How to Start an Export Business in India: The Ultimate Step-by-Step Guide

Want to start an export business in India? This 2026 step-by-step guide covers IEC, RCMC, GST LUT, costs, and how to land your first export buyer.

How to Start Export business in India

India has emerged as one of the world’s fastest-growing export economies, supplying everything from textiles and pharmaceuticals to engineering goods, agricultural products, spices, and software services to global markets. With increasing government support, digital trade platforms, and easier access to international buyers, starting an export business has become more accessible than ever before.

Whether you’re an entrepreneur looking to launch a new venture, a manufacturer seeking overseas customers, or a small business owner aiming to expand globally, exporting can open doors to significantly larger markets and higher profit margins.

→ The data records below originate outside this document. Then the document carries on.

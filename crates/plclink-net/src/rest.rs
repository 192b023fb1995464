//! ---
//! ems_section: "05-networking-external-interfaces"
//! ems_subsection: "module"
//! ems_type: "source"
//! ems_scope: "code"
//! ems_description: "HTTP surface for tag reads, writes, batches and monitoring."
//! ems_version: "v0.0.0-prealpha"
//! ems_owner: "tbd"
//! ---
use std::net::SocketAddr;
use std::sync::Arc;

use axum::extract::rejection::{JsonRejection, QueryRejection};
use axum::extract::{Path, Query, Request, State};
use axum::http::{HeaderMap, StatusCode};
use axum::middleware::{self, Next};
use axum::response::{IntoResponse, Response};
use axum::routing::{get, post};
use axum::{Json, Router};
use chrono::{DateTime, SecondsFormat, Utc};
use plclink_core::{LinkError, SequenceRequest, SessionOutcome, SessionReport, TagValue};
use plclink_metrics::SharedRegistry;
use prometheus::TextEncoder;
use serde::Deserialize;
use serde_json::{json, Map, Value};
use tokio::net::TcpListener;
use tokio::sync::watch;
use tokio::task::JoinHandle;
use tower_http::trace::TraceLayer;
use tracing::{debug, info, warn};

use crate::services::LinkServices;

/// HTTP status for a tag layer failure.
pub fn status_for(err: &LinkError) -> StatusCode {
    match err {
        LinkError::UnknownTag(_) | LinkError::SessionNotFound(_) => StatusCode::NOT_FOUND,
        LinkError::TypeMismatch { .. }
        | LinkError::OutOfRange { .. }
        | LinkError::InvalidAddressFormat(_)
        | LinkError::SessionAlreadyExists(_)
        | LinkError::ConflictingAddress { .. }
        | LinkError::DuplicateTag(_)
        | LinkError::InvalidRequest(_) => StatusCode::BAD_REQUEST,
        LinkError::Transport { .. } | LinkError::Bridge(_) | LinkError::Internal(_) => {
            StatusCode::INTERNAL_SERVER_ERROR
        }
    }
}

/// Errors rendered as `{"error": "..."}` bodies.
#[derive(Debug)]
pub enum ApiError {
    /// Failure reported by the tag layer.
    Link(LinkError),
    /// Malformed request body or query string.
    BadRequest(String),
    /// Missing or wrong bearer token.
    Unauthorized,
}

impl From<LinkError> for ApiError {
    fn from(err: LinkError) -> Self {
        ApiError::Link(err)
    }
}

impl From<JsonRejection> for ApiError {
    fn from(rejection: JsonRejection) -> Self {
        ApiError::BadRequest(rejection.body_text())
    }
}

impl From<QueryRejection> for ApiError {
    fn from(rejection: QueryRejection) -> Self {
        ApiError::BadRequest(rejection.body_text())
    }
}

impl IntoResponse for ApiError {
    fn into_response(self) -> Response {
        let (status, message) = match self {
            ApiError::Link(err) => (status_for(&err), err.to_string()),
            ApiError::BadRequest(message) => (StatusCode::BAD_REQUEST, message),
            ApiError::Unauthorized => (StatusCode::UNAUTHORIZED, "unauthorized".to_owned()),
        };
        (status, Json(json!({ "error": message }))).into_response()
    }
}

/// Shared state injected into the axum handlers.
struct RestState {
    services: LinkServices,
    metrics: Option<SharedRegistry>,
}

/// Builder used to configure and spawn the REST API server.
#[derive(Clone)]
pub struct RestApiBuilder {
    listen: SocketAddr,
    services: LinkServices,
    auth_token: Option<String>,
    metrics: Option<SharedRegistry>,
}

impl RestApiBuilder {
    /// Construct a new builder serving `services` on `listen`.
    pub fn new(listen: SocketAddr, services: LinkServices) -> Self {
        Self {
            listen,
            services,
            auth_token: None,
            metrics: None,
        }
    }

    /// Require `Authorization: Bearer <token>` (or `x-api-key`) on every request.
    pub fn with_auth_token(mut self, token: Option<String>) -> Self {
        self.auth_token = token;
        self
    }

    /// Attach a Prometheus registry exposed at `/metrics`.
    pub fn with_metrics_registry(mut self, registry: SharedRegistry) -> Self {
        self.metrics = Some(registry);
        self
    }

    /// Assemble the router without binding a socket.
    pub fn router(&self) -> Router {
        let state = Arc::new(RestState {
            services: self.services.clone(),
            metrics: self.metrics.clone(),
        });
        let mut router = Router::new()
            .route("/tags/:tag_name", get(read_tag).post(write_tag))
            .route("/batch/read", post(batch_read))
            .route("/batch/write", post(batch_write))
            .route("/status", get(get_status))
            .route("/reconnect", post(reconnect))
            .route("/monitor/stop", post(stop_monitor))
            .route("/monitor/:session_id", get(monitor))
            .route("/validate/:tag_name", get(validate_tag))
            .route("/diagnostics", get(diagnostics))
            .route("/sequence", post(sequence))
            .route("/metrics", get(get_metrics))
            .with_state(state);

        if let Some(token) = &self.auth_token {
            router = router.layer(middleware::from_fn_with_state(
                Arc::<str>::from(token.as_str()),
                require_token,
            ));
        }
        router.layer(TraceLayer::new_for_http())
    }

    /// Spawn the REST API server and return a handle that can be awaited for shutdown.
    pub async fn spawn(self) -> anyhow::Result<RestApiHandle> {
        let listener = TcpListener::bind(self.listen).await?;
        let local_addr = listener.local_addr()?;
        info!(address = %local_addr, auth = self.auth_token.is_some(), "rest api listening");

        let router = self.router();
        let (shutdown_tx, mut shutdown_rx) = watch::channel(false);
        let server = axum::serve(listener, router).with_graceful_shutdown(async move {
            let _ = shutdown_rx.changed().await;
        });
        let task = tokio::spawn(async move {
            if let Err(err) = server.await {
                warn!(error = %err, "rest api server exited with error");
            }
        });

        Ok(RestApiHandle {
            address: local_addr,
            task,
            shutdown: shutdown_tx,
        })
    }
}

/// Handle returned from [`RestApiBuilder::spawn`] allowing the caller to await server completion.
pub struct RestApiHandle {
    address: SocketAddr,
    task: JoinHandle<()>,
    shutdown: watch::Sender<bool>,
}

impl RestApiHandle {
    /// Retrieve the socket address the server is bound to.
    pub fn local_addr(&self) -> SocketAddr {
        self.address
    }

    /// Request graceful shutdown and wait for the server task to finish.
    pub async fn shutdown(self) -> anyhow::Result<()> {
        let _ = self.shutdown.send(true);
        match self.task.await {
            Ok(()) => Ok(()),
            Err(join) => Err(anyhow::anyhow!(join)),
        }
    }
}

fn timestamp(at: DateTime<Utc>) -> String {
    at.to_rfc3339_opts(SecondsFormat::Millis, true)
}

async fn read_tag(
    State(state): State<Arc<RestState>>,
    Path(tag_name): Path<String>,
) -> Result<Json<Value>, ApiError> {
    let value = state.services.tags.read(&tag_name).await?;
    Ok(Json(json!({
        "tag": tag_name,
        "value": value,
        "timestamp": timestamp(Utc::now()),
    })))
}

async fn write_tag(
    State(state): State<Arc<RestState>>,
    Path(tag_name): Path<String>,
    body: Result<Json<Value>, JsonRejection>,
) -> Result<Json<Value>, ApiError> {
    let Json(body) = body?;
    let value = body
        .get("value")
        .ok_or_else(|| ApiError::BadRequest("value is required".to_owned()))?;
    let ack = state.services.tags.write_json(&tag_name, value).await?;
    Ok(Json(json!({
        "tag": ack.tag,
        "success": ack.success,
        "elements": ack.elements,
    })))
}

fn error_entry(err: &LinkError) -> Value {
    json!({ "error": err.to_string() })
}

async fn batch_read(
    State(state): State<Arc<RestState>>,
    body: Result<Json<Value>, JsonRejection>,
) -> Result<Json<Value>, ApiError> {
    let Json(body) = body?;
    let names: Vec<String> = body
        .get("tags")
        .and_then(Value::as_array)
        .and_then(|tags| {
            tags.iter()
                .map(|tag| tag.as_str().map(str::to_owned))
                .collect::<Option<Vec<_>>>()
        })
        .ok_or_else(|| ApiError::BadRequest("tags must be an array of tag names".to_owned()))?;

    let results: Map<String, Value> = state
        .services
        .batch
        .read_many(&names)
        .await
        .into_iter()
        .map(|(name, result)| {
            let entry = match result {
                Ok(value) => value.to_json(),
                Err(err) => error_entry(&err),
            };
            (name, entry)
        })
        .collect();
    Ok(Json(json!({ "results": results, "timestamp": timestamp(Utc::now()) })))
}

async fn batch_write(
    State(state): State<Arc<RestState>>,
    body: Result<Json<Value>, JsonRejection>,
) -> Result<Json<Value>, ApiError> {
    let Json(body) = body?;
    let entries: Vec<(String, Value)> = body
        .get("tags")
        .and_then(Value::as_object)
        .map(|tags| tags.iter().map(|(k, v)| (k.clone(), v.clone())).collect())
        .ok_or_else(|| {
            ApiError::BadRequest("tags must be an object of tag names to values".to_owned())
        })?;

    let results: Map<String, Value> = state
        .services
        .batch
        .write_many(entries)
        .await
        .into_iter()
        .map(|(name, result)| {
            let entry = match result {
                Ok(ack) => json!({ "success": ack.success, "elements": ack.elements }),
                Err(err) => error_entry(&err),
            };
            (name, entry)
        })
        .collect();
    Ok(Json(json!({ "results": results, "timestamp": timestamp(Utc::now()) })))
}

async fn get_status(State(state): State<Arc<RestState>>) -> Json<Value> {
    let status = state.services.tags.status().await;
    Json(json!(status))
}

async fn reconnect(State(state): State<Arc<RestState>>) -> Result<Json<Value>, ApiError> {
    state.services.tags.reconnect().await?;
    info!("controller reachable after reconnect request");
    Ok(Json(json!({ "reconnected": true, "message": "Reconnected to controller" })))
}

#[derive(Debug, Deserialize)]
#[serde(rename_all = "camelCase")]
struct MonitorQuery {
    poll_interval: Option<u64>,
    timeout: Option<u64>,
    quantity_threshold: Option<f64>,
}

fn report_json(success: bool, message: &str, report: &SessionReport) -> Value {
    json!({
        "success": success,
        "message": message,
        "finalQuantity": report
            .final_quantity
            .as_ref()
            .map(TagValue::to_json)
            .unwrap_or_else(|| json!(0)),
        "finalCompleteRequest": report
            .final_complete_request
            .as_ref()
            .map(TagValue::to_json)
            .unwrap_or(Value::Bool(false)),
        "timeElapsed": report.elapsed.as_millis() as u64,
        "timestamp": timestamp(report.finished_at),
    })
}

async fn monitor(
    State(state): State<Arc<RestState>>,
    Path(session_id): Path<String>,
    query: Result<Query<MonitorQuery>, QueryRejection>,
) -> Result<Json<Value>, ApiError> {
    let Query(query) = query?;
    let monitor = &state.services.monitor;
    let params = monitor.defaults().with_overrides(
        query.poll_interval,
        query.timeout,
        query.quantity_threshold,
    );
    let outcome = monitor.monitor(&session_id, params).await?;
    let body = match &outcome {
        SessionOutcome::Completed(report) => report_json(true, "Completion detected", report),
        SessionOutcome::TimedOut(report) => report_json(false, "Monitoring timed out", report),
        SessionOutcome::Cancelled => json!({
            "success": false,
            "aborted": true,
            "message": "Monitoring aborted",
        }),
    };
    Ok(Json(body))
}

async fn stop_monitor(
    State(state): State<Arc<RestState>>,
    body: Result<Json<Value>, JsonRejection>,
) -> Result<Json<Value>, ApiError> {
    let Json(body) = body?;
    let session_id = body
        .get("sessionId")
        .and_then(Value::as_str)
        .ok_or_else(|| ApiError::BadRequest("sessionId is required".to_owned()))?;
    state.services.monitor.stop(session_id)?;
    Ok(Json(json!({
        "success": true,
        "message": format!("Monitoring session {session_id} stopped"),
    })))
}

async fn validate_tag(
    State(state): State<Arc<RestState>>,
    Path(tag_name): Path<String>,
) -> Json<Value> {
    let check = state.services.tags.validate(&tag_name).await;
    Json(json!({ "tag": tag_name, "valid": check.valid, "error": check.error }))
}

async fn diagnostics(State(state): State<Arc<RestState>>) -> Json<Value> {
    let services = &state.services;
    let status = services.tags.status().await;
    let tags: Vec<Value> = services
        .tags
        .registry()
        .iter()
        .map(|tag| {
            json!({
                "name": tag.name,
                "address": tag.address,
                "type": tag.kind,
                "elements": tag.elements,
            })
        })
        .collect();
    Json(json!({
        "configuration": {
            "transport": services.info.transport,
            "endpoint": services.info.endpoint,
            "tags": tags,
        },
        "connection": {
            "status": if status.connected { "connected" } else { "disconnected" },
            "error": status.error,
        },
        "sessions": services.monitor.live_sessions(),
        "timestamp": timestamp(Utc::now()),
    }))
}

async fn sequence(
    State(state): State<Arc<RestState>>,
    body: Result<Json<SequenceRequest>, JsonRejection>,
) -> Response {
    let Json(request) = match body {
        Ok(body) => body,
        Err(rejection) => return ApiError::from(rejection).into_response(),
    };
    match state.services.sequence.run(&request).await {
        Ok(report) => Json(report).into_response(),
        Err(failure) => (
            status_for(&failure.source),
            Json(json!({
                "success": false,
                "error": failure.source.to_string(),
                "step": failure.step,
            })),
        )
            .into_response(),
    }
}

async fn get_metrics(State(state): State<Arc<RestState>>) -> Response {
    let Some(registry) = &state.metrics else {
        return (
            StatusCode::SERVICE_UNAVAILABLE,
            Json(json!({ "error": "metrics registry unavailable" })),
        )
            .into_response();
    };

    let encoder = TextEncoder::new();
    match encoder.encode_to_string(&registry.gather()) {
        Ok(body) => (
            StatusCode::OK,
            [(axum::http::header::CONTENT_TYPE, prometheus::TEXT_FORMAT)],
            body,
        )
            .into_response(),
        Err(err) => {
            warn!(error = %err, "failed to encode metrics");
            StatusCode::INTERNAL_SERVER_ERROR.into_response()
        }
    }
}

async fn require_token(State(token): State<Arc<str>>, request: Request, next: Next) -> Response {
    match extract_api_key(request.headers()) {
        Some(key) if key == *token => next.run(request).await,
        _ => {
            debug!(path = %request.uri().path(), "request rejected without valid token");
            ApiError::Unauthorized.into_response()
        }
    }
}

fn extract_api_key(headers: &HeaderMap) -> Option<String> {
    headers
        .get("x-api-key")
        .or_else(|| headers.get(axum::http::header::AUTHORIZATION))
        .and_then(|value| value.to_str().ok())
        .map(|value| value.trim().trim_start_matches("Bearer ").to_owned())
}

India’s exports touched a record US$860 billion in FY 2025-26, and small manufacturers are a growing part of that number. Take Rahul, who runs a small cotton home-furnishing unit in Karur, Tamil Nadu. For five years he sold only to domestic wholesalers, until he decided to ship his first container to a buyer in Dubai. If you’re wondering how to start an export business in India, the short version is this: register your business, get an IEC code, pick the right product, complete a handful of compliance steps, and find your first overseas buyer. This guide walks through each step in the order Rahul actually followed them.

The best part? You don’t need a massive investment or a large company to get started. Many successful exporters begin with a small operation, focus on a niche product, and gradually scale their business as demand grows.

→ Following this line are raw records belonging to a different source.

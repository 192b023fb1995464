//! ---
//! ems_section: "05-networking-external-interfaces"
//! ems_subsection: "module"
//! ems_type: "source"
//! ems_scope: "code"
//! ems_description: "Legacy DDE exchange through an external helper process."
//! ems_version: "v0.0.0-prealpha"
//! ems_owner: "tbd"
//! ---
//! Each command spawns the helper once, hands it one JSON request and parses
//! one JSON document from its stdout after it exits.
use std::process::Stdio;
use std::time::Duration;

use async_trait::async_trait;
use plclink_common::{BridgeChannel, BridgeConfig};
use plclink_core::{LinkError, Result, TransportAdapter, WireRead, WireType, WireValue, WireWrite};
use serde::{Deserialize, Serialize};
use serde_json::Value;
use tokio::io::AsyncWriteExt;
use tokio::process::Command;
use tracing::{debug, warn};

/// Parsed legacy link `[topic]item,row,column`.
#[derive(Debug, Clone, PartialEq, Eq)]
pub struct DdeLink {
    pub topic: String,
    pub item: String,
    pub row: String,
    pub column: String,
}

/// Parse a full link. The address must contain a bracketed topic followed by
/// exactly three comma separated, non-empty fields.
pub fn parse_link(link: &str) -> Result<DdeLink> {
    let invalid = || LinkError::InvalidAddressFormat(link.to_owned());
    let rest = link.trim().strip_prefix('[').ok_or_else(invalid)?;
    let (topic, fields) = rest.split_once(']').ok_or_else(invalid)?;
    let parts: Vec<&str> = fields.split(',').map(str::trim).collect();
    if topic.trim().is_empty() || parts.len() != 3 || parts.iter().any(|p| p.is_empty()) {
        return Err(invalid());
    }
    Ok(DdeLink {
        topic: topic.trim().to_owned(),
        item: parts[0].to_owned(),
        row: parts[1].to_owned(),
        column: parts[2].to_owned(),
    })
}

#[derive(Debug, Serialize)]
#[serde(tag = "action", rename_all = "lowercase")]
enum BridgeRequest<'a> {
    Read {
        application: &'a str,
        topic: &'a str,
        item: &'a str,
        row: &'a str,
        column: &'a str,
    },
    Write {
        application: &'a str,
        topic: &'a str,
        item: &'a str,
        value: Value,
    },
    Check {
        application: &'a str,
        topic: &'a str,
    },
}

#[derive(Debug, Default, Deserialize)]
struct BridgeResponse {
    #[serde(default)]
    value: Option<Value>,
    #[serde(default)]
    error: Option<String>,
    #[serde(default)]
    success: Option<bool>,
    #[serde(default)]
    available: Option<bool>,
    #[serde(default)]
    message: Option<String>,
}

/// Transport that delegates every operation to the helper program.
#[derive(Debug, Clone)]
pub struct BridgeTransport {
    config: BridgeConfig,
}

impl BridgeTransport {
    pub fn new(config: &BridgeConfig) -> Self {
        Self {
            config: config.clone(),
        }
    }

    /// Map a tag address onto a link. Full links carry their own topic, row
    /// and column; an element suffix such as `[2]` after a link applies to
    /// its item.
    fn resolve(&self, address: &str) -> Result<DdeLink> {
        let trimmed = address.trim();
        if trimmed.starts_with('[') {
            let (base, suffix) = split_element_suffix(trimmed);
            let mut link = parse_link(base)?;
            link.item.push_str(suffix);
            return Ok(link);
        }
        Ok(DdeLink {
            topic: self.config.topic.clone(),
            item: trimmed.to_owned(),
            row: self.config.row.clone(),
            column: self.config.column.clone(),
        })
    }

    async fn exchange(&self, request: &BridgeRequest<'_>) -> Result<BridgeResponse> {
        let payload = serde_json::to_string(request)
            .map_err(|err| LinkError::Bridge(format!("encode request: {err}")))?;

        let mut command = Command::new(&self.config.program);
        command
            .args(&self.config.args)
            .stdout(Stdio::piped())
            .stderr(Stdio::piped())
            .kill_on_drop(true);
        match self.config.channel {
            BridgeChannel::Stdin => {
                command.stdin(Stdio::piped());
            }
            BridgeChannel::Argument => {
                command.arg(&payload).stdin(Stdio::null());
            }
        }

        let mut child = command.spawn().map_err(|err| {
            LinkError::Bridge(format!("failed to start {}: {err}", self.config.program))
        })?;
        if let Some(mut stdin) = child.stdin.take() {
            // A helper that exits without reading its input reports through stdout.
            if let Err(err) = stdin.write_all(payload.as_bytes()).await {
                debug!(error = %err, "bridge helper closed stdin early");
            }
            drop(stdin);
        }

        let output = match self.config.timeout {
            Some(limit) => tokio::time::timeout(limit, child.wait_with_output())
                .await
                .map_err(|_| timed_out(limit))?,
            None => child.wait_with_output().await,
        }
        .map_err(|err| LinkError::Bridge(format!("bridge helper failed: {err}")))?;

        if !output.status.success() {
            let stderr = String::from_utf8_lossy(&output.stderr);
            return Err(LinkError::Bridge(format!(
                "helper exited with {}: {}",
                output.status,
                stderr.trim()
            )));
        }

        let stdout = String::from_utf8_lossy(&output.stdout);
        let response: BridgeResponse = serde_json::from_str(stdout.trim()).map_err(|err| {
            LinkError::Bridge(format!("invalid helper output ({err}): {}", stdout.trim()))
        })?;
        if let Some(error) = response.error.as_deref() {
            return Err(LinkError::Bridge(error.to_owned()));
        }
        Ok(response)
    }
}

fn timed_out(limit: Duration) -> LinkError {
    LinkError::Bridge(format!(
        "helper did not answer within {} ms",
        limit.as_millis()
    ))
}

/// Split `[topic]item,row,column[3]` into the link and its `[3]` suffix.
fn split_element_suffix(address: &str) -> (&str, &str) {
    if let (Some(close), true) = (address.find(']'), address.ends_with(']')) {
        if let Some(open) = address.rfind('[') {
            if open > close {
                return (&address[..open], &address[open..]);
            }
        }
    }
    (address, "")
}

/// Interpret a helper value as the requested wire type.
fn parse_value(address: &str, wire_type: WireType, value: &Value) -> Result<WireValue> {
    let unparseable = || {
        LinkError::Bridge(format!(
            "cannot interpret {value} from {address} as {wire_type}"
        ))
    };
    let number = || -> Option<f64> {
        match value {
            Value::Number(n) => n.as_f64(),
            Value::String(s) => s.trim().parse::<f64>().ok(),
            _ => None,
        }
    };
    let integer = || -> Option<i64> {
        number().filter(|n| n.fract() == 0.0).map(|n| n as i64)
    };

    match wire_type {
        WireType::Bool => match value {
            Value::Bool(b) => Ok(WireValue::Bool(*b)),
            Value::String(s) if s.trim().eq_ignore_ascii_case("true") => Ok(WireValue::Bool(true)),
            Value::String(s) if s.trim().eq_ignore_ascii_case("false") => {
                Ok(WireValue::Bool(false))
            }
            _ => match integer() {
                Some(0) => Ok(WireValue::Bool(false)),
                Some(1) => Ok(WireValue::Bool(true)),
                _ => Err(unparseable()),
            },
        },
        // Character codes may arrive unsigned.
        WireType::Sint => integer()
            .and_then(|n| {
                i8::try_from(n)
                    .ok()
                    .or_else(|| u8::try_from(n).ok().map(|b| b as i8))
            })
            .map(WireValue::Sint)
            .ok_or_else(unparseable),
        WireType::Dint => integer()
            .and_then(|n| i32::try_from(n).ok())
            .map(WireValue::Dint)
            .ok_or_else(unparseable),
        WireType::Real => number()
            .filter(|n| n.is_finite())
            .map(|n| WireValue::Real(n as f32))
            .ok_or_else(unparseable),
    }
}

#[async_trait]
impl TransportAdapter for BridgeTransport {
    fn name(&self) -> &'static str {
        "bridge"
    }

    async fn read(&self, op: &WireRead) -> Result<WireValue> {
        let link = self.resolve(&op.address)?;
        let response = self
            .exchange(&BridgeRequest::Read {
                application: &self.config.application,
                topic: &link.topic,
                item: &link.item,
                row: &link.row,
                column: &link.column,
            })
            .await?;
        let value = response.value.filter(|v| !v.is_null()).ok_or_else(|| {
            LinkError::Bridge(format!("helper returned no value for {}", op.address))
        })?;
        parse_value(&op.address, op.wire_type, &value)
    }

    async fn write(&self, op: &WireWrite) -> Result<()> {
        let link = self.resolve(&op.address)?;
        let response = self
            .exchange(&BridgeRequest::Write {
                application: &self.config.application,
                topic: &link.topic,
                item: &link.item,
                value: op.value.to_json(),
            })
            .await?;
        if response.success == Some(false) {
            return Err(LinkError::Bridge(format!(
                "helper refused write to {}",
                op.address
            )));
        }
        Ok(())
    }

    async fn probe(&self) -> Result<()> {
        let response = self
            .exchange(&BridgeRequest::Check {
                application: &self.config.application,
                topic: &self.config.topic,
            })
            .await?;
        if response.available == Some(true) {
            return Ok(());
        }
        let message = response
            .message
            .unwrap_or_else(|| "DDE server unavailable".to_owned());
        warn!(application = %self.config.application, %message, "bridge check failed");
        Err(LinkError::Bridge(message))
    }
}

In short: To start an export business in India, register your business entity and GST, get an IEC (Import Export Code) from the DGFT, optionally register with an Export Promotion Council for an RCMC, get an AD Code from your bank, and file a GST LUT before your first invoice. Most exporters complete these registrations in 7 to 15 working days for under ₹20,000 in total fees, then spend a few more weeks or months finding their first buyer.

What Is an Export Business?

An export business involves selling goods or services produced in India to customers located in other countries. The exporter earns revenue in foreign currency while helping Indian products reach international markets.

For example:

  • A spice manufacturer in Kerala exports cardamom to the UAE.
  • A textile company in Surat ships garments to the United States.
  • A handicraft seller in Jaipur supplies decorative products to European buyers.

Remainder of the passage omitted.